Postby Robert Plamondon » Tue Mar 29, 2016 5:17 pm

If you look at the original paper at http://repository.cmu.edu/cgi/viewcontent.cgi?article=2514&context=tepper, you can take the test yourself. It starts on page 62 and you score it on page 64.

They don't have any histograms or distribution curves, though. You can compare your score to the averages on page 70.

I think you'll find that the survey questions are worded with surprising sloppiness. Let's take question 15: "While discussing a heated subject with friends, you suddenly realize you're shouting, though nobody seems to notice.
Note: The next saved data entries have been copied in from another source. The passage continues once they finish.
//! Folio server binary.
//!
//! Reads `config.toml` (or the path specified with `--config`) overlaid by
//! `FOLIO_*` environment variables, opens the SQLite store, and serves the
//! site over HTTP until Ctrl-C.
//!
//! # Password hash generation
//!
//! To generate the argon2 PHC string for `admin_password_hash`:
//!
//! ```
//! cargo run -p folio-web --bin folio -- --hash-password
//! ```
//!
//! # Sample content
//!
//! `folio --seed` inserts sample projects, experience, skills and settings,
//! skipping anything already present, then exits.

use std::{
  path::{Path, PathBuf},
  sync::Arc,
};

use anyhow::Context as _;
use argon2::{Argon2, PasswordHasher, password_hash::SaltString};
use clap::Parser;
use folio_store_sqlite::SqliteStore;
use folio_web::{
  AppState, DEFAULT_NOTIFY_TIMEOUT, ServerConfig,
  auth::AuthConfig,
  mail::{DisabledNotifier, MailConfig, Notifier, SmtpNotifier},
};
use rand_core::OsRng;
use tokio::net::TcpListener;
use tracing::level_filters::LevelFilter;
use tracing_subscriber::EnvFilter;

#[derive(Parser)]
#[command(author, version, about = "Folio portfolio server")]
struct Cli {
  /// Path to the TOML configuration file.
  #[arg(short, long, default_value = "config.toml")]
  config: PathBuf,

  /// Print the argon2 hash for a password entered on stdin and exit.
  #[arg(long)]
  hash_password: bool,

  /// Insert sample content into the configured store and exit.
  #[arg(long, conflicts_with = "hash_password")]
  seed: bool,
}

#[tokio::main]
async fn main() -> anyhow::Result<()> {
  tracing_subscriber::fmt()
    .with_env_filter(
      EnvFilter::builder()
        .with_default_directive(LevelFilter::INFO.into())
        .from_env_lossy(),
    )
    .init();

  let cli = Cli::parse();

  if cli.hash_password {
    let password = read_password()?;
    let salt = SaltString::generate(&mut OsRng);
    let hash = Argon2::default()
      .hash_password(password.as_bytes(), &salt)
      .map_err(|e| anyhow::anyhow!("argon2 error: {e}"))?
      .to_string();
    println!("{hash}");
    return Ok(());
  }

  let settings = config::Config::builder()
    .add_source(config::File::from(cli.config).required(false))
    .add_source(
      config::Environment::with_prefix("FOLIO")
        .prefix_separator("_")
        .separator("__")
        .try_parsing(true),
    )
    .build()
    .context("failed to read configuration")?;

  let server_cfg: ServerConfig = settings
    .try_deserialize()
    .context("failed to deserialise ServerConfig")?;

  let store_path = expand_tilde(&server_cfg.store_path);
  let store = SqliteStore::open(&store_path)
    .await
    .with_context(|| format!("failed to open store at {store_path:?}"))?;

  if cli.seed {
    store.seed().await.context("seeding failed")?;
    store.close().await.context("failed to close store")?;
    return Ok(());
  }

  anyhow::ensure!(
    !server_cfg.admin_username.is_empty() && !server_cfg.admin_password_hash.is_empty(),
    "admin_username and admin_password_hash must be configured"
  );

  let notifier: Arc<dyn Notifier> = match &server_cfg.mail {
    Some(mail) => Arc::new(SmtpNotifier::new(mail).context("invalid mail configuration")?),
    None => {
      tracing::warn!("no mail section configured; contact notifications are disabled");
      Arc::new(DisabledNotifier)
    }
  };
  let notify_timeout = server_cfg
    .mail
    .as_ref()
    .map_or(DEFAULT_NOTIFY_TIMEOUT, MailConfig::timeout);

  let store = Arc::new(store);
  let state = AppState {
    store: store.clone(),
    auth: Arc::new(AuthConfig {
      username:      server_cfg.admin_username.clone(),
      password_hash: server_cfg.admin_password_hash.clone(),
    }),
    notifier,
    notify_timeout,
  };

  let app = folio_web::router(state);
  let address = format!("{}:{}", server_cfg.host, server_cfg.port);

  tracing::info!("Listening on http://{address}");
  let listener = TcpListener::bind(&address)
    .await
    .with_context(|| format!("failed to bind {address}"))?;

  axum::serve(listener, app)
    .with_graceful_shutdown(shutdown_signal())
    .await
    .context("server error")?;

  tracing::info!("shutting down");
  match Arc::try_unwrap(store) {
    Ok(store) => store.close().await.context("failed to close store")?,
    Err(_) => tracing::warn!("store still shared at shutdown; leaving it to drop"),
  }

  Ok(())
}

async fn shutdown_signal() {
  if let Err(e) = tokio::signal::ctrl_c().await {
    tracing::error!(error = %e, "failed to listen for Ctrl-C");
    std::future::pending::<()>().await;
  }
}

/// Read a password from stdin.
fn read_password() -> anyhow::Result<String> {
  use std::io::{self, BufRead, Write};
  let stdin = io::stdin();
  print!("Password: ");
  io::stdout().flush().ok();
  let mut line = String::new();
  stdin.lock().read_line(&mut line)?;
  Ok(
    line
      .trim_end_matches('\n')
      .trim_end_matches('\r')
      .to_string(),
  )
}

/// Expand a leading `~` to the user's home directory.
fn expand_tilde(path: &Path) -> PathBuf {
  let s = path.to_string_lossy();
  if let Some(rest) = s.strip_prefix("~/")
    && let Ok(home) = std::env::var("HOME")
  {
    return PathBuf::from(home).join(rest);
  }
  path.to_path_buf()
}
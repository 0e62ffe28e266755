//! JSON routers for Folio.
//!
//! Exposes axum [`Router`]s backed by any
//! [`folio_core::store::PortfolioStore`]: the public project listing and the
//! generic admin CRUD surface. Authentication is the caller's responsibility.
//!
//! # Mounting
//!
//! ```rust,ignore
//! .nest("/api", folio_api::api_router(store.clone()))
//! .merge(folio_api::admin_router(store.clone()).route_layer(auth))
//! ```

pub mod admin;
pub mod error;
pub mod projects;

use std::sync::Arc;

use axum::{Router, routing::get};
use folio_core::store::PortfolioStore;

pub use error::ApiError;

/// Build the public API router for `store`.
///
/// The returned `Router<()>` can be nested into any parent router regardless
/// of its own state type.
pub fn api_router<S>(store: Arc<S>) -> Router<()>
where
  S: PortfolioStore + 'static,
{
  Router::new()
    .route("/projects", get(projects::list::<S>))
    .with_state(store)
}

/// Build the admin router for `store`. Routes carry their full `/admin`
/// prefix so the dashboard answers on both `/admin` and `/admin/`; merge it
/// rather than nesting it.
pub fn admin_router<S>(store: Arc<S>) -> Router<()>
where
  S: PortfolioStore + 'static,
{
  Router::new()
    .route("/admin", get(admin::dashboard::<S>))
    .route("/admin/", get(admin::dashboard::<S>))
    .route("/admin/{entity}/schema", get(admin::schema))
    .route("/admin/{entity}", get(admin::list::<S>).post(admin::create::<S>))
    .route(
      "/admin/{entity}/{id}",
      get(admin::get_one::<S>)
        .put(admin::update::<S>)
        .patch(admin::patch::<S>)
        .delete(admin::delete::<S>),
    )
    .with_state(store)
}
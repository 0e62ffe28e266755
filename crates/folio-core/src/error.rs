//! Error types for `folio-core`.

use thiserror::Error;

use crate::{
  admin::{Entity, Operation},
  validation::ValidationErrors,
};

#[derive(Debug, Error)]
pub enum Error {
  #[error("validation failed: {0}")]
  Validation(#[from] ValidationErrors),

  #[error("unknown entity: {0:?}")]
  UnknownEntity(String),

  #[error("unknown column {column:?} for {entity}")]
  UnknownColumn { entity: Entity, column: String },

  #[error("column {column:?} of {entity} cannot be edited inline")]
  NotEditable { entity: Entity, column: String },

  #[error("column {column:?} of {entity} is not a filter")]
  NotFilterable { entity: Entity, column: String },

  #[error("column {column:?} of {entity} is not sortable")]
  NotSortable { entity: Entity, column: String },

  #[error("{operation} is not permitted for {entity}")]
  NotPermitted { entity: Entity, operation: Operation },
}

pub type Result<T, E = Error> = std::result::Result<T, E>;
//! HTML page handlers, one module per public route.

pub mod contact;
pub mod home;
pub mod portfolio;
pub mod project;
pub mod resume;

use crate::error::Error;

/// Router fallback for unknown paths.
pub async fn not_found() -> Error { Error::NotFound }
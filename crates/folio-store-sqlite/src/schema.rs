//! SQL schema for the Folio SQLite store.
//!
//! Executed once at connection startup. Future migrations will be gated on
//! `PRAGMA user_version`.

/// Full schema DDL; idempotent thanks to `CREATE TABLE IF NOT EXISTS`.
pub const SCHEMA: &str = "
PRAGMA journal_mode = WAL;
PRAGMA foreign_keys = ON;

CREATE TABLE IF NOT EXISTS projects (
    id                INTEGER PRIMARY KEY AUTOINCREMENT,
    title             TEXT    NOT NULL,
    description       TEXT    NOT NULL,
    short_description TEXT,
    image_url         TEXT,
    demo_url          TEXT,
    github_url        TEXT,
    featured          INTEGER NOT NULL DEFAULT 0,
    created_at        TEXT    NOT NULL,   -- RFC 3339 UTC; server-assigned
    order_index       INTEGER NOT NULL DEFAULT 0
);

-- One row per technology tag, in display order.
CREATE TABLE IF NOT EXISTS project_technologies (
    project_id INTEGER NOT NULL REFERENCES projects(id) ON DELETE CASCADE,
    position   INTEGER NOT NULL,
    name       TEXT    NOT NULL,
    PRIMARY KEY (project_id, position)
);

CREATE TABLE IF NOT EXISTS experience (
    id              INTEGER PRIMARY KEY AUTOINCREMENT,
    title           TEXT    NOT NULL,
    company         TEXT    NOT NULL,
    company_url     TEXT,
    company_logo    TEXT,
    location        TEXT,
    start_date      TEXT    NOT NULL,   -- YYYY-MM-DD
    end_date        TEXT,               -- NULL while ongoing
    description     TEXT,
    experience_type TEXT    NOT NULL DEFAULT 'work'
                    CHECK (experience_type IN ('work', 'education', 'volunteer')),
    order_index     INTEGER NOT NULL DEFAULT 0
);

CREATE TABLE IF NOT EXISTS skills (
    id          INTEGER PRIMARY KEY AUTOINCREMENT,
    name        TEXT    NOT NULL,
    category    TEXT    NOT NULL,
    proficiency INTEGER NOT NULL DEFAULT 50 CHECK (proficiency BETWEEN 0 AND 100),
    icon_class  TEXT,
    order_index INTEGER NOT NULL DEFAULT 0
);

CREATE TABLE IF NOT EXISTS contact_messages (
    id         INTEGER PRIMARY KEY AUTOINCREMENT,
    name       TEXT    NOT NULL,
    email      TEXT    NOT NULL,
    subject    TEXT,
    message    TEXT    NOT NULL,
    created_at TEXT    NOT NULL,
    read       INTEGER NOT NULL DEFAULT 0
);

CREATE TABLE IF NOT EXISTS site_settings (
    id    INTEGER PRIMARY KEY AUTOINCREMENT,
    key   TEXT    NOT NULL UNIQUE,
    value TEXT    NOT NULL DEFAULT ''
);

CREATE INDEX IF NOT EXISTS project_technologies_name_idx
    ON project_technologies(name COLLATE NOCASE);
CREATE INDEX IF NOT EXISTS projects_order_idx       ON projects(order_index);
CREATE INDEX IF NOT EXISTS experience_start_idx     ON experience(start_date);
CREATE INDEX IF NOT EXISTS skills_category_idx      ON skills(category, order_index);
CREATE INDEX IF NOT EXISTS contact_messages_read_idx ON contact_messages(read);

PRAGMA user_version = 1;
";
//! Synchronous row-level helpers run on the connection thread.
//!
//! Shared by the [`PortfolioStore`](folio_core::store::PortfolioStore) impl
//! and the seeder so both write rows the same way.

use folio_core::{
  admin::Entity,
  contact::NewContactMessage,
  experience::NewExperience,
  project::NewProject,
  settings::Setting,
  skill::NewSkill,
  store::{ProjectOrder, ProjectQuery, SkillOrder},
};
use rusqlite::{Connection, OptionalExtension as _, params, types::Value};

use crate::encode::{
  EXPERIENCE_COLUMNS, MESSAGE_COLUMNS, PROJECT_COLUMNS, RawExperience, RawMessage, RawProject,
  RawRecord, RawSkill, SETTING_COLUMNS, SKILL_COLUMNS, encode_date, encode_experience_type,
  setting_from_row,
};

// ─── Projects ────────────────────────────────────────────────────────────────

pub fn load_tags(conn: &Connection, project_id: i64) -> rusqlite::Result<Vec<String>> {
  let mut stmt = conn.prepare_cached(
    "SELECT name FROM project_technologies WHERE project_id = ?1 ORDER BY position",
  )?;
  let tags = stmt
    .query_map([project_id], |r| r.get(0))?
    .collect::<rusqlite::Result<Vec<String>>>()?;
  Ok(tags)
}

fn replace_tags(conn: &Connection, project_id: i64, tags: &[String]) -> rusqlite::Result<()> {
  conn.execute("DELETE FROM project_technologies WHERE project_id = ?1", [project_id])?;
  let mut stmt = conn.prepare_cached(
    "INSERT INTO project_technologies (project_id, position, name) VALUES (?1, ?2, ?3)",
  )?;
  for (position, name) in tags.iter().enumerate() {
    stmt.execute(params![project_id, position as i64, name])?;
  }
  Ok(())
}

fn with_tags(conn: &Connection, mut raw: RawProject) -> rusqlite::Result<RawProject> {
  raw.technologies = load_tags(conn, raw.id)?;
  Ok(raw)
}

pub fn fetch_project(conn: &Connection, id: i64) -> rusqlite::Result<Option<RawProject>> {
  conn
    .query_row(
      &format!("SELECT {PROJECT_COLUMNS} FROM projects WHERE id = ?1"),
      [id],
      RawProject::from_row,
    )
    .optional()?
    .map(|raw| with_tags(conn, raw))
    .transpose()
}

pub fn insert_project(
  conn: &Connection,
  input: &NewProject,
  created_at: &str,
) -> rusqlite::Result<i64> {
  conn.execute(
    "INSERT INTO projects (
       title, description, short_description, image_url, demo_url, github_url,
       featured, created_at, order_index
     ) VALUES (?1, ?2, ?3, ?4, ?5, ?6, ?7, ?8, ?9)",
    params![
      input.title,
      input.description,
      input.short_description,
      input.image_url,
      input.demo_url,
      input.github_url,
      input.featured,
      created_at,
      input.order_index,
    ],
  )?;
  let id = conn.last_insert_rowid();
  replace_tags(conn, id, input.technologies.as_slice())?;
  Ok(id)
}

/// Returns `false` if no row has `id`.
pub fn update_project(conn: &Connection, id: i64, input: &NewProject) -> rusqlite::Result<bool> {
  let changed = conn.execute(
    "UPDATE projects SET
       title = ?2, description = ?3, short_description = ?4, image_url = ?5,
       demo_url = ?6, github_url = ?7, featured = ?8, order_index = ?9
     WHERE id = ?1",
    params![
      id,
      input.title,
      input.description,
      input.short_description,
      input.image_url,
      input.demo_url,
      input.github_url,
      input.featured,
      input.order_index,
    ],
  )?;
  if changed == 0 {
    return Ok(false);
  }
  replace_tags(conn, id, input.technologies.as_slice())?;
  Ok(true)
}

/// `WHERE` clause (possibly empty) and bind values for a project query.
pub fn project_conditions(query: &ProjectQuery) -> (String, Vec<Value>) {
  let mut conds: Vec<&str> = Vec::new();
  let mut values: Vec<Value> = Vec::new();

  if let Some(featured) = query.featured {
    conds.push("p.featured = ?");
    values.push(Value::Integer(i64::from(featured)));
  }
  if let Some(tech) = query.technology.as_deref().map(str::trim).filter(|t| !t.is_empty()) {
    conds.push(
      "EXISTS (SELECT 1 FROM project_technologies t
               WHERE t.project_id = p.id AND t.name = ? COLLATE NOCASE)",
    );
    values.push(Value::Text(tech.to_owned()));
  }
  if let Some(id) = query.exclude_id {
    conds.push("p.id != ?");
    values.push(Value::Integer(id));
  }

  let clause = if conds.is_empty() {
    String::new()
  } else {
    format!(" WHERE {}", conds.join(" AND "))
  };
  (clause, values)
}

pub fn project_order(order: ProjectOrder) -> &'static str {
  match order {
    ProjectOrder::OrderIndex => " ORDER BY p.order_index ASC, p.id ASC",
    ProjectOrder::FeaturedFirst => " ORDER BY p.featured DESC, p.order_index ASC, p.id ASC",
  }
}

/// `LIMIT`/`OFFSET` suffix; an offset without a limit reads to the end.
pub fn limit_clause(limit: Option<u32>, offset: Option<u32>) -> String {
  match (limit, offset) {
    (Some(l), Some(o)) => format!(" LIMIT {l} OFFSET {o}"),
    (Some(l), None) => format!(" LIMIT {l}"),
    (None, Some(o)) => format!(" LIMIT -1 OFFSET {o}"),
    (None, None) => String::new(),
  }
}

pub fn list_projects(conn: &Connection, query: &ProjectQuery) -> rusqlite::Result<Vec<RawProject>> {
  let (clause, values) = project_conditions(query);
  let sql = format!(
    "SELECT {cols} FROM projects p{clause}{order}{limit}",
    cols = prefixed(PROJECT_COLUMNS, "p"),
    order = project_order(query.order),
    limit = limit_clause(query.limit, query.offset),
  );
  let mut stmt = conn.prepare(&sql)?;
  let rows = stmt
    .query_map(rusqlite::params_from_iter(values), RawProject::from_row)?
    .collect::<rusqlite::Result<Vec<_>>>()?;
  rows.into_iter().map(|raw| with_tags(conn, raw)).collect()
}

pub fn count_projects(conn: &Connection, query: &ProjectQuery) -> rusqlite::Result<u64> {
  let (clause, values) = project_conditions(query);
  let n: i64 = conn.query_row(
    &format!("SELECT COUNT(*) FROM projects p{clause}"),
    rusqlite::params_from_iter(values),
    |r| r.get(0),
  )?;
  Ok(n as u64)
}

/// `"id, title"` with alias `p` becomes `"p.id, p.title"`.
fn prefixed(columns: &str, alias: &str) -> String {
  columns
    .split(',')
    .map(|c| format!("{alias}.{}", c.trim()))
    .collect::<Vec<_>>()
    .join(", ")
}

// ─── Experience ──────────────────────────────────────────────────────────────

pub fn fetch_experience(conn: &Connection, id: i64) -> rusqlite::Result<Option<RawExperience>> {
  conn
    .query_row(
      &format!("SELECT {EXPERIENCE_COLUMNS} FROM experience WHERE id = ?1"),
      [id],
      RawExperience::from_row,
    )
    .optional()
}

pub fn insert_experience(conn: &Connection, input: &NewExperience) -> rusqlite::Result<i64> {
  conn.execute(
    "INSERT INTO experience (
       title, company, company_url, company_logo, location,
       start_date, end_date, description, experience_type, order_index
     ) VALUES (?1, ?2, ?3, ?4, ?5, ?6, ?7, ?8, ?9, ?10)",
    params![
      input.title,
      input.company,
      input.company_url,
      input.company_logo,
      input.location,
      encode_date(input.start_date),
      input.end_date.map(encode_date),
      input.description,
      encode_experience_type(input.experience_type),
      input.order_index,
    ],
  )?;
  Ok(conn.last_insert_rowid())
}

pub fn update_experience(
  conn: &Connection,
  id: i64,
  input: &NewExperience,
) -> rusqlite::Result<bool> {
  let changed = conn.execute(
    "UPDATE experience SET
       title = ?2, company = ?3, company_url = ?4, company_logo = ?5, location = ?6,
       start_date = ?7, end_date = ?8, description = ?9, experience_type = ?10,
       order_index = ?11
     WHERE id = ?1",
    params![
      id,
      input.title,
      input.company,
      input.company_url,
      input.company_logo,
      input.location,
      encode_date(input.start_date),
      input.end_date.map(encode_date),
      input.description,
      encode_experience_type(input.experience_type),
      input.order_index,
    ],
  )?;
  Ok(changed > 0)
}

pub fn list_experiences(conn: &Connection) -> rusqlite::Result<Vec<RawExperience>> {
  let mut stmt = conn.prepare(&format!(
    "SELECT {EXPERIENCE_COLUMNS} FROM experience
     ORDER BY start_date DESC, order_index ASC, id ASC"
  ))?;
  let rows = stmt
    .query_map([], RawExperience::from_row)?
    .collect::<rusqlite::Result<Vec<_>>>()?;
  Ok(rows)
}

// ─── Skills ──────────────────────────────────────────────────────────────────

pub fn fetch_skill(conn: &Connection, id: i64) -> rusqlite::Result<Option<RawSkill>> {
  conn
    .query_row(
      &format!("SELECT {SKILL_COLUMNS} FROM skills WHERE id = ?1"),
      [id],
      RawSkill::from_row,
    )
    .optional()
}

pub fn insert_skill(conn: &Connection, input: &NewSkill) -> rusqlite::Result<i64> {
  conn.execute(
    "INSERT INTO skills (name, category, proficiency, icon_class, order_index)
     VALUES (?1, ?2, ?3, ?4, ?5)",
    params![
      input.name,
      input.category,
      input.proficiency,
      input.icon_class,
      input.order_index,
    ],
  )?;
  Ok(conn.last_insert_rowid())
}

pub fn update_skill(conn: &Connection, id: i64, input: &NewSkill) -> rusqlite::Result<bool> {
  let changed = conn.execute(
    "UPDATE skills SET
       name = ?2, category = ?3, proficiency = ?4, icon_class = ?5, order_index = ?6
     WHERE id = ?1",
    params![
      id,
      input.name,
      input.category,
      input.proficiency,
      input.icon_class,
      input.order_index,
    ],
  )?;
  Ok(changed > 0)
}

pub fn list_skills(conn: &Connection, order: SkillOrder) -> rusqlite::Result<Vec<RawSkill>> {
  let order = match order {
    SkillOrder::CategoryThenOrderIndex => "category ASC, order_index ASC, id ASC",
    SkillOrder::CategoryThenProficiency => {
      "category ASC, proficiency DESC, order_index ASC, id ASC"
    }
  };
  let mut stmt = conn.prepare(&format!("SELECT {SKILL_COLUMNS} FROM skills ORDER BY {order}"))?;
  let rows = stmt
    .query_map([], RawSkill::from_row)?
    .collect::<rusqlite::Result<Vec<_>>>()?;
  Ok(rows)
}

// ─── Messages ────────────────────────────────────────────────────────────────

pub fn fetch_message(conn: &Connection, id: i64) -> rusqlite::Result<Option<RawMessage>> {
  conn
    .query_row(
      &format!("SELECT {MESSAGE_COLUMNS} FROM contact_messages WHERE id = ?1"),
      [id],
      RawMessage::from_row,
    )
    .optional()
}

pub fn insert_message(
  conn: &Connection,
  input: &NewContactMessage,
  created_at: &str,
) -> rusqlite::Result<i64> {
  conn.execute(
    "INSERT INTO contact_messages (name, email, subject, message, created_at, read)
     VALUES (?1, ?2, ?3, ?4, ?5, 0)",
    params![input.name, input.email, input.subject, input.message, created_at],
  )?;
  Ok(conn.last_insert_rowid())
}

// ─── Settings ────────────────────────────────────────────────────────────────

pub fn fetch_setting(conn: &Connection, id: i64) -> rusqlite::Result<Option<Setting>> {
  conn
    .query_row(
      &format!("SELECT {SETTING_COLUMNS} FROM site_settings WHERE id = ?1"),
      [id],
      setting_from_row,
    )
    .optional()
}

pub fn setting_value(conn: &Connection, key: &str) -> rusqlite::Result<Option<String>> {
  conn
    .query_row("SELECT value FROM site_settings WHERE key = ?1", [key], |r| r.get(0))
    .optional()
}

pub fn upsert_setting(conn: &Connection, key: &str, value: &str) -> rusqlite::Result<Setting> {
  conn.query_row(
    "INSERT INTO site_settings (key, value) VALUES (?1, ?2)
     ON CONFLICT(key) DO UPDATE SET value = excluded.value
     RETURNING id, key, value",
    params![key, value],
    setting_from_row,
  )
}

// ─── Any entity ──────────────────────────────────────────────────────────────

pub fn table(entity: Entity) -> &'static str {
  match entity {
    Entity::Project => "projects",
    Entity::Experience => "experience",
    Entity::Skill => "skills",
    Entity::Message => "contact_messages",
    Entity::Setting => "site_settings",
  }
}

pub fn fetch_record(
  conn: &Connection,
  entity: Entity,
  id: i64,
) -> rusqlite::Result<Option<RawRecord>> {
  Ok(match entity {
    Entity::Project => fetch_project(conn, id)?.map(RawRecord::Project),
    Entity::Experience => fetch_experience(conn, id)?.map(RawRecord::Experience),
    Entity::Skill => fetch_skill(conn, id)?.map(RawRecord::Skill),
    Entity::Message => fetch_message(conn, id)?.map(RawRecord::Message),
    Entity::Setting => fetch_setting(conn, id)?.map(RawRecord::Setting),
  })
}
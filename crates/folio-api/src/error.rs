//! API error type and [`axum::response::IntoResponse`] implementation.

use axum::{
  Json,
  http::StatusCode,
  response::{IntoResponse, Response},
};
use folio_core::ValidationErrors;
use serde_json::json;
use thiserror::Error;

/// An error returned by an API handler.
#[derive(Debug, Error)]
pub enum ApiError {
  #[error("not found: {0}")]
  NotFound(String),

  #[error("bad request: {0}")]
  BadRequest(String),

  #[error("validation failed: {0}")]
  Validation(ValidationErrors),

  #[error("method not allowed: {0}")]
  MethodNotAllowed(String),

  #[error("conflict: {0}")]
  Conflict(String),

  #[error("store error: {0}")]
  Store(#[source] Box<dyn std::error::Error + Send + Sync>),
}

impl ApiError {
  pub fn store<E>(e: E) -> Self
  where
    E: std::error::Error + Send + Sync + 'static,
  {
    Self::Store(Box::new(e))
  }
}

impl From<folio_core::Error> for ApiError {
  fn from(e: folio_core::Error) -> Self {
    use folio_core::Error as E;
    match e {
      E::Validation(errors) => Self::Validation(errors),
      E::UnknownEntity(_) => Self::NotFound(e.to_string()),
      E::NotPermitted { .. } => Self::MethodNotAllowed(e.to_string()),
      E::UnknownColumn { .. }
      | E::NotEditable { .. }
      | E::NotFilterable { .. }
      | E::NotSortable { .. } => Self::BadRequest(e.to_string()),
    }
  }
}

impl From<ValidationErrors> for ApiError {
  fn from(errors: ValidationErrors) -> Self { Self::Validation(errors) }
}

impl IntoResponse for ApiError {
  fn into_response(self) -> Response {
    match self {
      ApiError::NotFound(m) => (StatusCode::NOT_FOUND, Json(json!({ "error": m }))).into_response(),
      ApiError::BadRequest(m) => {
        (StatusCode::BAD_REQUEST, Json(json!({ "error": m }))).into_response()
      }
      ApiError::Validation(fields) => (
        StatusCode::UNPROCESSABLE_ENTITY,
        Json(json!({ "error": "validation failed", "fields": fields })),
      )
        .into_response(),
      ApiError::MethodNotAllowed(m) => {
        (StatusCode::METHOD_NOT_ALLOWED, Json(json!({ "error": m }))).into_response()
      }
      ApiError::Conflict(m) => (StatusCode::CONFLICT, Json(json!({ "error": m }))).into_response(),
      ApiError::Store(e) => {
        tracing::error!(error = %e, "store operation failed");
        (
          StatusCode::INTERNAL_SERVER_ERROR,
          Json(json!({ "error": "internal server error" })),
        )
          .into_response()
      }
    }
  }
}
What is the likelihood that you would try to act more considerately towards friends?"

Well, for me, over the course of the next couple of minutes, the odds are 100%. A year later? 0%. (Also, this question is essentially a duplicate of question 11, which is sloppy in a survey with only 16 questions.)

So the research seems to be floundering in a self-generated fog of uncertainty. There's excellent research out there: this doesn't seem to be it.

As for the utility of guilt and shame, in my hypnotherapy practice, I find guilt and shame are just about always part of the problem, and rarely part of the solution.

But about anticipation. To me, this is basically a hallucinated future. Some people are really good at this, and whether they call it "planning" or "intuition" or "oneness with the universe," when they select a meal from a menu, their actual meal is usually very similar to the one they imagined when looking at the menu. This process can be applied to anything, and should be applied to everything, though of course with the understanding that one's ability to predict a meal at a place you eat all the time is better than for something new.

The problem with adding guilt and shame to the predictive mix is that many people find these emotions overwhelming, preventing them from even thinking about it. I find that once a client's free-floating negative emotions are dealt with -- fear, anger, grief, guilt, shame, sadness -- and they become purely situational, their lives improve automatically. Their emotions were like a stereo turned up too high, distorting all the music and making it hard to hear yourself think. Once the volume is dialed back to a level where you're responding to the actual music, only then does reworking the playlist pay off. I'd never encourage an increase in guilt or shame before the volume is turned down below 11.